Why the Giants marched right down the field was because Rob Ryan played it safe instead of bringing pressure.  Why he was doing that in the first place was questionable with over five minutes left in the ballgame.  Nobody could forget that debacle against these same Giants in Cowboys Stadium in the previous season where they squandered a 12 point lead with just over five minutes remaining. 

Who knows if they escape against Tampa Bay if not for Tampa's own suspect playcalling or a missed call that wiped away a Tampa Bay defensive TD.  And right on cue, when Tampa was desperate for points late in the game, they drove right down the field on Ryan's D and kicked a FG to make it a six point game.  By then it was a little too late, but it's yet another example of how Rob Ryan's D can look good for stretches of the game yet seemingly give up huge chunks of yardage to allow the opponent a fighting chance in the end of games or in last year's case, win the games.

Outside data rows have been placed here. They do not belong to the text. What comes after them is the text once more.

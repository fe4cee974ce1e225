//! Config subcommand handlers.

use dialoguer::{Confirm, Input, Select};

use junosync_core::TunnelUnitStrategy;

use crate::cli::{ConfigArgs, ConfigCommand, GlobalOpts};
use crate::config::{self, Config, KEYRING_SERVICE, Profile};
use crate::error::CliError;
use crate::output;

// ── Helpers ─────────────────────────────────────────────────────────

/// Format config for display, masking sensitive fields.
fn format_config_redacted(cfg: &Config) -> String {
    use std::fmt::Write;
    let mut out = String::new();

    if let Some(ref default) = cfg.default_profile {
        let _ = writeln!(out, "default_profile = \"{default}\"");
    }
    let _ = writeln!(out);
    let _ = writeln!(out, "[defaults]");
    let _ = writeln!(out, "output = \"{}\"", cfg.defaults.output);
    let _ = writeln!(out, "insecure = {}", cfg.defaults.insecure);
    let _ = writeln!(out, "timeout = {}", cfg.defaults.timeout);
    let _ = writeln!(out, "command_delay_ms = {}", cfg.defaults.command_delay_ms);
    let _ = writeln!(out, "lock_poll_interval = {}", cfg.defaults.lock_poll_interval);

    let mut names: Vec<_> = cfg.profiles.keys().collect();
    names.sort();
    for name in names {
        let p = &cfg.profiles[name];
        let _ = writeln!(out);
        let _ = writeln!(out, "[profiles.{name}]");
        let _ = writeln!(out, "host = \"{}\"", p.host);
        if let Some(ref u) = p.username {
            let _ = writeln!(out, "username = \"{u}\"");
        }
        if p.password.is_some() {
            let _ = writeln!(out, "password = \"****\"");
        }
        if let Some(ref env) = p.password_env {
            let _ = writeln!(out, "password_env = \"{env}\"");
        }
        if let Some(ref flavor) = p.api_flavor {
            let _ = writeln!(out, "api_flavor = \"{flavor}\"");
        }
        if let Some(ref ca) = p.ca_cert {
            let _ = writeln!(out, "ca_cert = \"{}\"", ca.display());
        }
        if let Some(insecure) = p.insecure {
            let _ = writeln!(out, "insecure = {insecure}");
        }
        if let Some(timeout) = p.timeout {
            let _ = writeln!(out, "timeout = {timeout}");
        }
        if let Some(ref group) = p.group_interface_delete {
            let _ = writeln!(out, "group_interface_delete = \"{group}\"");
        }
        if let Some(strategy) = p.tunnel_unit_strategy {
            let _ = writeln!(out, "tunnel_unit_strategy = \"{strategy}\"");
        }
        if let Some(ref comment) = p.commit_comment {
            let _ = writeln!(out, "commit_comment = \"{comment}\"");
        }
    }

    out
}

/// Map a dialoguer / interactive I/O failure into CliError.
fn prompt_err(e: impl std::fmt::Display) -> CliError {
    CliError::Validation {
        field: "interactive".into(),
        reason: format!("prompt failed: {e}"),
    }
}

fn store_in_keyring(profile_name: &str, secret: &str) -> Result<(), CliError> {
    let entry = keyring::Entry::new(KEYRING_SERVICE, &config::keyring_account(profile_name))
        .map_err(|e| CliError::Validation {
            field: "keyring".into(),
            reason: format!("failed to access keyring: {e}"),
        })?;
    entry.set_password(secret).map_err(|e| CliError::Validation {
        field: "keyring".into(),
        reason: format!("failed to store password in keyring: {e}"),
    })
}

fn parse_number(field: &str, value: &str) -> Result<u64, CliError> {
    value.parse().map_err(|_| CliError::Validation {
        field: field.into(),
        reason: "must be a whole number".into(),
    })
}

/// Apply one `config set` assignment to a profile.
fn set_profile_key(profile: &mut Profile, key: &str, value: String) -> Result<(), CliError> {
    match key.replace('-', "_").as_str() {
        "host" => profile.host = value,
        "username" => profile.username = Some(value),
        "password_env" => profile.password_env = Some(value),
        "api_flavor" => {
            if value.parse::<junosync_api::ApiFlavor>().is_err() {
                return Err(CliError::Validation {
                    field: "api_flavor".into(),
                    reason: "must be 'onbox' or 'proxied'".into(),
                });
            }
            profile.api_flavor = Some(value);
        }
        "ca_cert" => profile.ca_cert = Some(value.into()),
        "insecure" => {
            profile.insecure = Some(value.parse().map_err(|_| CliError::Validation {
                field: "insecure".into(),
                reason: "must be 'true' or 'false'".into(),
            })?);
        }
        "timeout" => profile.timeout = Some(parse_number("timeout", &value)?),
        "command_delay_ms" => {
            profile.command_delay_ms = Some(parse_number("command_delay_ms", &value)?);
        }
        "lock_poll_interval" => {
            profile.lock_poll_interval = Some(parse_number("lock_poll_interval", &value)?);
        }
        "group_interface_delete" => profile.group_interface_delete = Some(value),
        "tunnel_unit_strategy" => {
            let strategy: TunnelUnitStrategy =
                value.parse().map_err(|_| CliError::Validation {
                    field: "tunnel_unit_strategy".into(),
                    reason: "must be 'empty_or_disabled' or 'absent'".into(),
                })?;
            profile.tunnel_unit_strategy = Some(strategy);
        }
        "commit_comment" => profile.commit_comment = Some(value),
        other => {
            return Err(CliError::Validation {
                field: other.into(),
                reason: format!(
                    "unknown config key '{other}'. Valid keys: host, username, password_env, \
                     api_flavor, ca_cert, insecure, timeout, command_delay_ms, \
                     lock_poll_interval, group_interface_delete, tunnel_unit_strategy, \
                     commit_comment"
                ),
            });
        }
    }
    Ok(())
}

fn init() -> Result<(), CliError> {
    let config_path = config::config_path();
    eprintln!("junosync configuration wizard");
    eprintln!("   Config path: {}\n", config_path.display());

    let profile_name: String = Input::new()
        .with_prompt("Profile name")
        .default("default".into())
        .interact_text()
        .map_err(prompt_err)?;

    let host: String = Input::new()
        .with_prompt("Management API URL")
        .default("https://192.168.1.1:3443".into())
        .interact_text()
        .map_err(prompt_err)?;

    let flavors = &["On-box REST service", "Proxied (/api/junos)"];
    let flavor = Select::new()
        .with_prompt("API flavor")
        .items(flavors)
        .default(0)
        .interact()
        .map_err(prompt_err)?;

    let username: String = Input::new()
        .with_prompt("Username")
        .interact_text()
        .map_err(prompt_err)?;
    let password = rpassword::prompt_password("Password: ").map_err(prompt_err)?;
    if username.is_empty() || password.is_empty() {
        return Err(CliError::Validation {
            field: "credentials".into(),
            reason: "username and password cannot be empty".into(),
        });
    }

    let choices = &[
        "Store in system keyring (recommended)",
        "Save to config file (plaintext)",
    ];
    let storage = Select::new()
        .with_prompt("Where to store the password?")
        .items(choices)
        .default(0)
        .interact()
        .map_err(prompt_err)?;
    let plaintext = if storage == 0 {
        store_in_keyring(&profile_name, &password)?;
        eprintln!("   ✓ Password stored in system keyring");
        None
    } else {
        Some(password)
    };

    let insecure = Confirm::new()
        .with_prompt("Accept self-signed certificates?")
        .default(false)
        .interact()
        .map_err(prompt_err)?;

    let profile = Profile {
        host,
        username: Some(username),
        password: plaintext,
        api_flavor: (flavor == 1).then(|| "proxied".into()),
        insecure: insecure.then_some(true),
        ..Profile::default()
    };

    let mut cfg = config::load_config_or_default();
    cfg.profiles.insert(profile_name.clone(), profile);
    cfg.default_profile = Some(profile_name.clone());
    config::save_config(&cfg)?;

    eprintln!("\n✓ Configuration written to {}", config_path.display());
    eprintln!("  Active profile: {profile_name}");
    eprintln!("\n  Test it: junosync exists security_zone trust");
    Ok(())
}

// ── Handler ─────────────────────────────────────────────────────────

pub fn handle(args: ConfigArgs, global: &GlobalOpts) -> Result<(), CliError> {
    match args.command {
        ConfigCommand::Init => init(),

        // Always the redacted TOML view, whatever --output says
        ConfigCommand::Show => {
            let cfg = config::load_config_or_default();
            output::print_output(&format_config_redacted(&cfg), global.quiet);
            Ok(())
        }

        ConfigCommand::Set { key, value } => {
            let mut cfg = config::load_config_or_default();
            let profile_name = config::active_profile_name(global, &cfg);
            let profile = cfg.profiles.entry(profile_name.clone()).or_default();
            set_profile_key(profile, &key, value)?;
            config::save_config(&cfg)?;
            eprintln!("✓ Set {key} on profile '{profile_name}'");
            Ok(())
        }

        ConfigCommand::Profiles => {
            let cfg = config::load_config_or_default();
            let default = cfg.default_profile.as_deref().unwrap_or("default");
            if cfg.profiles.is_empty() {
                eprintln!("No profiles configured. Run: junosync config init");
            } else {
                let mut names: Vec<_> = cfg.profiles.keys().collect();
                names.sort();
                for name in names {
                    let marker = if name == default { " *" } else { "" };
                    println!("{name}{marker}");
                }
            }
            Ok(())
        }

        ConfigCommand::Use { name } => {
            let mut cfg = config::load_config_or_default();
            if !cfg.profiles.contains_key(&name) {
                return Err(CliError::ProfileNotFound {
                    name,
                    available: config::available_profiles(&cfg),
                });
            }
            cfg.default_profile = Some(name.clone());
            config::save_config(&cfg)?;
            eprintln!("✓ Default profile set to '{name}'");
            Ok(())
        }

        ConfigCommand::SetPassword { profile } => {
            let cfg = config::load_config_or_default();
            let profile_name = profile.unwrap_or_else(|| config::active_profile_name(global, &cfg));
            if !cfg.profiles.contains_key(&profile_name) {
                return Err(CliError::ProfileNotFound {
                    name: profile_name,
                    available: config::available_profiles(&cfg),
                });
            }

            let secret = rpassword::prompt_password("Password: ").map_err(prompt_err)?;
            if secret.is_empty() {
                return Err(CliError::Validation {
                    field: "password".into(),
                    reason: "value cannot be empty".into(),
                });
            }
            store_in_keyring(&profile_name, &secret)?;
            eprintln!("✓ Password stored in system keyring for profile '{profile_name}'");
            Ok(())
        }
    }
}

#[cfg(test)]
#[allow(clippy::unwrap_used)]
mod tests {
    use super::*;

    #[test]
    fn set_accepts_dashed_keys() {
        let mut profile = Profile::default();
        set_profile_key(&mut profile, "group-interface-delete", "disabled-ports".into()).unwrap();
        set_profile_key(&mut profile, "tunnel_unit_strategy", "absent".into()).unwrap();
        set_profile_key(&mut profile, "timeout", "15".into()).unwrap();
        assert_eq!(profile.group_interface_delete.as_deref(), Some("disabled-ports"));
        assert_eq!(profile.tunnel_unit_strategy, Some(TunnelUnitStrategy::Absent));
        assert_eq!(profile.timeout, Some(15));
    }

    #[test]
    fn set_rejects_bad_values() {
        let mut profile = Profile::default();
        assert!(set_profile_key(&mut profile, "api_flavor", "netconf".into()).is_err());
        assert!(set_profile_key(&mut profile, "timeout", "soon".into()).is_err());
        assert!(set_profile_key(&mut profile, "site", "default".into()).is_err());
    }

    #[test]
    fn redacted_view_hides_passwords() {
        let mut cfg = Config::default();
        cfg.profiles.insert(
            "lab".into(),
            Profile {
                host: "https://fw1".into(),
                password: Some("hunter2".into()),
                ..Profile::default()
            },
        );
        let shown = format_config_redacted(&cfg);
        assert!(shown.contains("[profiles.lab]"));
        assert!(shown.contains("password = \"****\""));
        assert!(!shown.contains("hunter2"));
    }
}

Yards clearly don't tell the whole story with Ryan's D.  The Cowboys haven't been an elite defensive team this season, even though stats may suggest it.  The turnovers are few and far in between.  They give up too many points whenever the other team needs it most.  How can Carr or Claiborne make plays on the ball when Ryan's blitzes aren't hitting home?  Or how about the lack of blitzes?  It's clear that nobody is being fooled by these different looks that Ryan shows.  Maybe it's time to get back to the basics.  Maybe it's time to blitz more and more to allow this secondary to prove their worth.  Maybe it's time to take some chances and stop worrying about not giving up the big plays.  You should only play this super-conservatively when you are up by 3 TDs, not when you are in a dogfight.  They may give up big plays if they take more chances, but they will also make big plays.

Just maybe if this defense starts making some big plays and helping out this offense, you'll see the Cowboys win more games.  Maybe Cowboy fans will have a reason to get noisy in Cowboy Stadium if the defense can start making some plays.  Jason Garrett is taking all the heat and Ryan is getting off easy.  His defenses haven't been all that was advertised.  Ryan hasn't shown that he is capable of confusing the opposing quarterback on a game-to-game basis.  He has proven to not be all that creative with his scheme.  He hasn't really been any better than Wade Phillips.  His posturing fits perfectly with a franchise owned by He-Who-Shall-Not-Be-Named.  He's just one problem of a long list of problems in Valley Ranch.  Ryan's D has done a lot of barking but no biting.  Not even a little nibbling.